Fanconi's Anemia Clinical Trial
Official title:
Retroviral Mediated Gene Transfer of the Fanconi Anemia Complementation Group C Gene to Hematopoietic Progenitors of Group C Patients
Fanconi's Anemia is an inherited disorder that can produce bone marrow failure. In addition,
some patients with Fanconi's anemia have physical defects usually involving the skeleton and
kidneys. The major problem for most patients is aplastic anemia, the blood counts for red
blood cells, white blood cells, and platelets are low because the bone marrow fails to
produce these cells. Some patients with Fanconi's anemia can develop leukemia or cancers of
other organs.
Many laboratory studies have suggested that Fanconi's anemia is caused by an inherited defect
in the ability of cells to repair DNA. Recently, the gene for one of the four types of
Fanconi's anemia, type C, has been identified. It is known that this gene is defective in
patients with Fanconi's anemia type C.
Researchers have conducted laboratory studies that suggest Fanconi's anemia type C may be
treatable with gene therapy. Gene therapy works by placing a normal gene into the cells of
patients with abnormal genes responsible for Fanconi's anemia type C. After the normal gene
is in place, new normal cells can develop and grow. Drugs can be given to these patients kill
the remaining abnormal cells. The new cells containing normal genes and will not be harmed by
these drugs.
The purpose of this study is to test whether researchers can safely place the normal
Fanconi's anemia type C gene into cells of patients with the disease. The gene will be placed
into special cells in the bone marrow called stem cells. These stem cells are responsible for
producing new red blood cells, white blood cells, and platelets.

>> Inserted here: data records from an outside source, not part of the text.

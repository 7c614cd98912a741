//! Tier 5: Fusion Correctness
//!
//! Tests for RRF and SimpleFuser correctness.

use strata_core::search_types::{DocRef, PrimitiveKind, SearchHit, SearchResponse, SearchStats};
use strata_core::types::{Key, Namespace, RunId};
use in_mem_search::{Fuser, RRFFuser, SimpleFuser};

// ============================================================================
// Test Helpers
// ============================================================================

fn make_hit(doc_ref: DocRef, score: f32, rank: u32) -> SearchHit {
    SearchHit {
        doc_ref,
        score,
        rank,
        snippet: None,
    }
}

fn make_response(hits: Vec<SearchHit>) -> SearchResponse {
    SearchResponse {
        hits,
        truncated: false,
        stats: SearchStats::new(0, 0),
    }
}

fn make_kv_key(name: &str) -> Key {
    let run_id = RunId::new();
    let ns = Namespace::for_run(run_id);
    Key::new_kv(ns, name)
}

// ============================================================================
// SimpleFuser Tests
// ============================================================================

/// SimpleFuser handles empty input
#[test]
fn test_tier5_simple_fuser_empty() {
    let fuser = SimpleFuser::new();
    let result = fuser.fuse(vec![], 10);
    assert!(result.hits.is_empty());
    assert!(!result.truncated);
}

/// SimpleFuser merges single primitive
#[test]
fn test_tier5_simple_fuser_single() {
    let fuser = SimpleFuser::new();

    let key = make_kv_key("test");
    let hits = vec![
        make_hit(DocRef::Kv { key: key.clone() }, 0.8, 1),
        make_hit(DocRef::Kv { key: key.clone() }, 0.5, 2),
    ];
    let results = vec![(PrimitiveKind::Kv, make_response(hits))];

    let result = fuser.fuse(results, 10);
    assert_eq!(result.hits.len(), 2);
    assert_eq!(result.hits[0].rank, 1);
    assert_eq!(result.hits[1].rank, 2);
}

/// SimpleFuser sorts by score descending
#[test]
fn test_tier5_simple_fuser_sorts_by_score() {
    let fuser = SimpleFuser::new();

    let key_a = make_kv_key("a");
    let _key_b = make_kv_key("b");
    let run_id = RunId::new();

    let kv_hits = vec![make_hit(DocRef::Kv { key: key_a.clone() }, 0.7, 1)];
    let run_hits = vec![make_hit(DocRef::Run { run_id }, 0.9, 1)];

    let results = vec![
        (PrimitiveKind::Kv, make_response(kv_hits)),
        (PrimitiveKind::Run, make_response(run_hits)),
    ];

    let result = fuser.fuse(results, 10);
    assert_eq!(result.hits.len(), 2);
    // Higher score should be first
    assert!(result.hits[0].score > result.hits[1].score);
}

/// SimpleFuser respects k limit
#[test]
fn test_tier5_simple_fuser_respects_k() {
    let fuser = SimpleFuser::new();

    let key = make_kv_key("test");
    let hits: Vec<_> = (0..10)
        .map(|i| make_hit(DocRef::Kv { key: key.clone() }, 1.0 - i as f32 * 0.1, i + 1))
        .collect();

    let results = vec![(PrimitiveKind::Kv, make_response(hits))];

    let result = fuser.fuse(results, 3);
    assert_eq!(result.hits.len(), 3);
    assert!(result.truncated);
}

/// SimpleFuser has correct name
#[test]
fn test_tier5_simple_fuser_name() {
    let fuser = SimpleFuser::new();
    assert_eq!(fuser.name(), "simple");
}

// ============================================================================
// RRFFuser Tests
// ============================================================================

/// RRFFuser handles empty input
#[test]
fn test_tier5_rrf_fuser_empty() {
    let fuser = RRFFuser::default();
    let result = fuser.fuse(vec![], 10);
    assert!(result.hits.is_empty());
    assert!(!result.truncated);
}

/// RRFFuser handles single list
#[test]
fn test_tier5_rrf_fuser_single() {
    let fuser = RRFFuser::default();

    let key_a = make_kv_key("a");
    let key_b = make_kv_key("b");

    let hits = vec![
        make_hit(DocRef::Kv { key: key_a.clone() }, 0.9, 1),
        make_hit(DocRef::Kv { key: key_b.clone() }, 0.8, 2),
    ];
    let results = vec![(PrimitiveKind::Kv, make_response(hits))];

    let result = fuser.fuse(results, 10);
    assert_eq!(result.hits.len(), 2);
    // RRF scores: 1/(60+1)=0.0164, 1/(60+2)=0.0161
    assert!(result.hits[0].score > result.hits[1].score);
}

/// RRFFuser deduplicates across lists
#[test]
fn test_tier5_rrf_fuser_deduplication() {
    let fuser = RRFFuser::default();

    let key_a = make_kv_key("shared");

    // Same DocRef in both lists
    let list1_hits = vec![make_hit(DocRef::Kv { key: key_a.clone() }, 0.9, 1)];
    let list2_hits = vec![make_hit(DocRef::Kv { key: key_a.clone() }, 0.8, 1)];

    let results = vec![
        (PrimitiveKind::Kv, make_response(list1_hits)),
        (PrimitiveKind::Json, make_response(list2_hits)),
    ];

    let result = fuser.fuse(results, 10);

    // Should only have one hit (deduplicated)
    assert_eq!(result.hits.len(), 1);

    // RRF score should be sum: 1/(60+1) + 1/(60+1) = 2 * 0.0164 = 0.0328
    let expected_rrf = 2.0 / 61.0;
    assert!((result.hits[0].score - expected_rrf).abs() < 0.0001);
}

/// Documents in multiple lists rank higher
#[test]
fn test_tier5_rrf_multi_list_boost() {
    let fuser = RRFFuser::default();

    let key_shared = make_kv_key("shared");
    let key_only1 = make_kv_key("only1");
    let key_only2 = make_kv_key("only2");

    let list1 = vec![
        make_hit(
            DocRef::Kv {
                key: key_shared.clone(),
            },
            0.9,
            1,
        ),
        make_hit(
            DocRef::Kv {
                key: key_only1.clone(),
            },
            0.8,
            2,
        ),
    ];
    let list2 = vec![
        make_hit(
            DocRef::Kv {
                key: key_only2.clone(),
            },
            0.9,
            1,
        ),
        make_hit(
            DocRef::Kv {
                key: key_shared.clone(),
            },
            0.7,
            2,
        ),
    ];

    let results = vec![
        (PrimitiveKind::Kv, make_response(list1)),
        (PrimitiveKind::Json, make_response(list2)),
    ];

    let result = fuser.fuse(results, 10);

    // Shared doc should be first (appears in both lists)
    assert_eq!(
        result.hits[0].doc_ref,
        DocRef::Kv {
            key: key_shared.clone()
        }
    );
}

/// RRFFuser respects k limit
#[test]
fn test_tier5_rrf_fuser_respects_k() {
    let fuser = RRFFuser::default();

    let hits: Vec<_> = (0..10)
        .map(|i| {
            let key = make_kv_key(&format!("key{}", i));
            make_hit(DocRef::Kv { key }, 1.0 - i as f32 * 0.1, (i + 1) as u32)
        })
        .collect();

    let results = vec![(PrimitiveKind::Kv, make_response(hits))];

    let result = fuser.fuse(results, 3);
    assert_eq!(result.hits.len(), 3);
    assert!(result.truncated);
}

/// RRFFuser is deterministic
#[test]
fn test_tier5_rrf_fuser_deterministic() {
    let fuser = RRFFuser::default();

    let key_a = make_kv_key("det_a");
    let key_b = make_kv_key("det_b");
    let key_c = make_kv_key("det_c");

    let make_results = || {
        vec![
            (
                PrimitiveKind::Kv,
                make_response(vec![
                    make_hit(DocRef::Kv { key: key_a.clone() }, 0.9, 1),
                    make_hit(DocRef::Kv { key: key_b.clone() }, 0.8, 2),
                ]),
            ),
            (
                PrimitiveKind::Json,
                make_response(vec![
                    make_hit(DocRef::Kv { key: key_c.clone() }, 0.9, 1),
                    make_hit(DocRef::Kv { key: key_b.clone() }, 0.7, 2),
                ]),
            ),
        ]
    };

    let result1 = fuser.fuse(make_results(), 10);
    let result2 = fuser.fuse(make_results(), 10);

    assert_eq!(result1.hits.len(), result2.hits.len());
    for (h1, h2) in result1.hits.iter().zip(result2.hits.iter()) {
        assert_eq!(h1.doc_ref, h2.doc_ref);
        assert_eq!(h1.rank, h2.rank);
        assert!((h1.score - h2.score).abs() < 0.0001);
    }
}

/// RRFFuser custom k parameter works
#[test]
fn test_tier5_rrf_custom_k() {
    let fuser = RRFFuser::new(10);
    assert_eq!(fuser.k_rrf(), 10);

    let key = make_kv_key("custom");
    let hits = vec![make_hit(DocRef::Kv { key: key.clone() }, 0.9, 1)];
    let results = vec![(PrimitiveKind::Kv, make_response(hits))];

    let result = fuser.fuse(results, 10);

    // With k=10, score should be 1/(10+1) = 0.0909
    let expected = 1.0 / 11.0;
    assert!((result.hits[0].score - expected).abs() < 0.0001);
}

/// RRFFuser has correct name
#[test]
fn test_tier5_rrf_fuser_name() {
    let fuser = RRFFuser::default();
    assert_eq!(fuser.name(), "rrf");
}

// ============================================================================
// Fuser Trait Tests
// ============================================================================

/// Fusers are Send + Sync
#[test]
fn test_tier5_fusers_send_sync() {
    fn assert_send_sync<T: Send + Sync>() {}
    assert_send_sync::<SimpleFuser>();
    assert_send_sync::<RRFFuser>();
}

Fanconi anemia (FA) is a rare genetic disorder characterized by progressive pancytopenia,
congenital abnormalities, and predisposition to malignancy. Therapy is currently limited to
allogeneic marrow transplantation; patients lacking a suitable donor usually die from aplasia
or acute leukemia. Recently, mutation in a novel gene named FACC (Fanconi anemia
C-complementing) has been identified as causing one type of FA. FACC mutations, which
introduce splicing errors or stop codons, have been identified in 15% of FA patients. We have
recently been successful in functional complementation of four FA cell lines using retroviral
vectors to transfer a copy of the normal FACC gene. We also analyzed the ability of four
viral vectors to functionally correct hematopoietic progenitor cells from a patient bearing a
splice donor mutation. As for the lymphoid cell lines, these CD34 enriched cells were
extremely sensitive to MMC. After injection of these progenitor cells with viral vectors
bearing normal FACC, the progenitors gave rise to increased numbers of colonies both in the
absence and presence of up to 5 nM MMC, whereas control cells were completely destroyed by 1
nM MMC. In summary, we have demonstrated that: (1) retroviral vectors can be engineered to
transfer a normal FACC gene to FA(C) lymphoid cell lines and primary hematopoietic cells; (2)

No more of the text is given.